- **Required action**:
The lines to be extracted run from the start of the listing through the line containing "the full router."; copy them exactly and nothing else.

/---

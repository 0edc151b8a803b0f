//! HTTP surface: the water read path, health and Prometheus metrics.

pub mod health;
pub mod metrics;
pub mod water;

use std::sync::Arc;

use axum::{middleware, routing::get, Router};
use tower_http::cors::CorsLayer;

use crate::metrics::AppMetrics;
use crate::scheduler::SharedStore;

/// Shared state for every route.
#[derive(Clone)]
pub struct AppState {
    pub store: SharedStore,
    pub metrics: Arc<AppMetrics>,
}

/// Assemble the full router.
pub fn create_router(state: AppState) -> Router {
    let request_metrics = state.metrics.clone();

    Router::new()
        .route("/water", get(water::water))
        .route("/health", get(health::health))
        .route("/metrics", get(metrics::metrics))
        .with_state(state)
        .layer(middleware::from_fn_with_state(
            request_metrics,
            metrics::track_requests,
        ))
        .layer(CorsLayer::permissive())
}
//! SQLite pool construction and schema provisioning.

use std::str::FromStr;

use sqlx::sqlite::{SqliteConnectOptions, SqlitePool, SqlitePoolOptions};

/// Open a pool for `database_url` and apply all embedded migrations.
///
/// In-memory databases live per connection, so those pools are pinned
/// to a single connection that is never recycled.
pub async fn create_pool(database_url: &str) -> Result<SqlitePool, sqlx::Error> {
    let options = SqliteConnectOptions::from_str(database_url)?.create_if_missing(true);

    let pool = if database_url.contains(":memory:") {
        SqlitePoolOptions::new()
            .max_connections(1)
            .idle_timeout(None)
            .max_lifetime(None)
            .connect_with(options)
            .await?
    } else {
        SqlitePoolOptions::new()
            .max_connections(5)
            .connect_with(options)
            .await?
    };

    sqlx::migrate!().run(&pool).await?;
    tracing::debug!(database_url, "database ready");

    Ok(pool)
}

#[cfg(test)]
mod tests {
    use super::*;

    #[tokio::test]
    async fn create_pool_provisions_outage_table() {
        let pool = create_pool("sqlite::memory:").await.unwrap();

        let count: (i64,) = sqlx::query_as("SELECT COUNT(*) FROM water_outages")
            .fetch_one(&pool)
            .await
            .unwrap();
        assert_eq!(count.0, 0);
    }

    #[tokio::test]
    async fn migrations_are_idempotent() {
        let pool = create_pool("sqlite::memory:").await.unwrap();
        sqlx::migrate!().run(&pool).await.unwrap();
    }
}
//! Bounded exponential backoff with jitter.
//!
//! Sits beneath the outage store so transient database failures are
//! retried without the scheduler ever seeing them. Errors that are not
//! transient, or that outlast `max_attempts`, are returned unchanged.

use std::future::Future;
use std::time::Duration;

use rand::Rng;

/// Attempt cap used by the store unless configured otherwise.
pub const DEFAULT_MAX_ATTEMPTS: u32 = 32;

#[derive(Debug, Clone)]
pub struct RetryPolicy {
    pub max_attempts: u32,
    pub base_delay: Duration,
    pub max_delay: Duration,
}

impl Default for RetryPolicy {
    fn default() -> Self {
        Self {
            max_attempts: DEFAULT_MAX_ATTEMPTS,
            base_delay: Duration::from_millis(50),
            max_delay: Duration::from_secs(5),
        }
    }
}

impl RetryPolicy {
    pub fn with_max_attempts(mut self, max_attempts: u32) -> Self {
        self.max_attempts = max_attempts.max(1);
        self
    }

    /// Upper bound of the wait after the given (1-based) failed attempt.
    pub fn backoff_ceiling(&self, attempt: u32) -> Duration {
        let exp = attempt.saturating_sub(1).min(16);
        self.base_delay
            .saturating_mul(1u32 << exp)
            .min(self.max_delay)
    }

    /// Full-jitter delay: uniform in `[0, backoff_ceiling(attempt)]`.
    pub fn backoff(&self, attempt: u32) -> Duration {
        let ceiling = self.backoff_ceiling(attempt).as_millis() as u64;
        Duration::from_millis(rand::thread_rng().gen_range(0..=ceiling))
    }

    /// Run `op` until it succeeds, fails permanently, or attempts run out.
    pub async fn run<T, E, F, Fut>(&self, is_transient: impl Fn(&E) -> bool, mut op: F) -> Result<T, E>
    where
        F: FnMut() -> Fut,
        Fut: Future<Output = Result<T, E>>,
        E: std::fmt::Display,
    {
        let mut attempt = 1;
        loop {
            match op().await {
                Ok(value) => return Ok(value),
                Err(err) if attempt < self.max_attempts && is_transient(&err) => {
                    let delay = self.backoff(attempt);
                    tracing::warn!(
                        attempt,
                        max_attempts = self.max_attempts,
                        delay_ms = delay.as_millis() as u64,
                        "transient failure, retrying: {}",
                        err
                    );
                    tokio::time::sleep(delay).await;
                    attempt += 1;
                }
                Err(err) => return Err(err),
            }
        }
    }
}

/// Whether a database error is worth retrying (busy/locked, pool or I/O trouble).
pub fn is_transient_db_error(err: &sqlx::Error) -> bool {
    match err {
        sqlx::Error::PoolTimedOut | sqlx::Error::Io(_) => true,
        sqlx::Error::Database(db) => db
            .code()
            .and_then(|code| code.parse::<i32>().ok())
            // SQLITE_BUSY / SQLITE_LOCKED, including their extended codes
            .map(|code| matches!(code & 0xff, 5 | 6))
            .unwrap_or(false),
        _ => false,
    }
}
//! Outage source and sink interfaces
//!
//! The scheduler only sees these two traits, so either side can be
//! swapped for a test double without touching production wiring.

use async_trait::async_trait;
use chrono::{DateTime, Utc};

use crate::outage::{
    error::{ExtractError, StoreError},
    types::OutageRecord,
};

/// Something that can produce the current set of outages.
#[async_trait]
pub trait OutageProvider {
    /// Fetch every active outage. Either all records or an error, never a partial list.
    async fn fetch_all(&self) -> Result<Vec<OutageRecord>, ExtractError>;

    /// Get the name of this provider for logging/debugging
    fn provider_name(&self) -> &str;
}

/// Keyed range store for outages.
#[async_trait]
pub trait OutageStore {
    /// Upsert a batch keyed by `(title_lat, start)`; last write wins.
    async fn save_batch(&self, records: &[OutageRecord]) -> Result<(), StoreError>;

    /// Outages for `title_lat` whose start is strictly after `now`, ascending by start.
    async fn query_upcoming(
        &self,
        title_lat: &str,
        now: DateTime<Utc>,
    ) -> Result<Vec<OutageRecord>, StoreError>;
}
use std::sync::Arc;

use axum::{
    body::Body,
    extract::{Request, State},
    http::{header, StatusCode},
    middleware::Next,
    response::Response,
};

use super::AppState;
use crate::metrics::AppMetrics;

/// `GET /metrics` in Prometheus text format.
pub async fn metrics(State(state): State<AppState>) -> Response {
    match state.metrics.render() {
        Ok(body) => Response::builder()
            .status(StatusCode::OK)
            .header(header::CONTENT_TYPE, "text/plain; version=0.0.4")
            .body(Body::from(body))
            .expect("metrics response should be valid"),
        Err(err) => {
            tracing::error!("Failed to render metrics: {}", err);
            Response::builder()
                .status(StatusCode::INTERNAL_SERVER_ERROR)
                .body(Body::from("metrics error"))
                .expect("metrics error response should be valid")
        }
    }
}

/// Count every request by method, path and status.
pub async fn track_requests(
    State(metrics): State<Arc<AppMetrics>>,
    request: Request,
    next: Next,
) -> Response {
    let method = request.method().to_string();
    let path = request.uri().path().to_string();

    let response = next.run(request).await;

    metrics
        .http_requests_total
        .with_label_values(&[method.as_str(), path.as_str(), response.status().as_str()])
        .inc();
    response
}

\---

- **Solution to the exercise**:
repository 0edc151b8a803b0f
//! HTTP surface: the water read path, health and Prometheus metrics.

pub mod health;
pub mod metrics;
pub mod water;

use std::sync::Arc;

use axum::{middleware, routing::get, Router};
use tower_http::cors::CorsLayer;

use crate::metrics::AppMetrics;
use crate::scheduler::SharedStore;

/// Shared state for every route.
#[derive(Clone)]
pub struct AppState {
    pub store: SharedStore,
    pub metrics: Arc<AppMetrics>,
}

/// Assemble the full router.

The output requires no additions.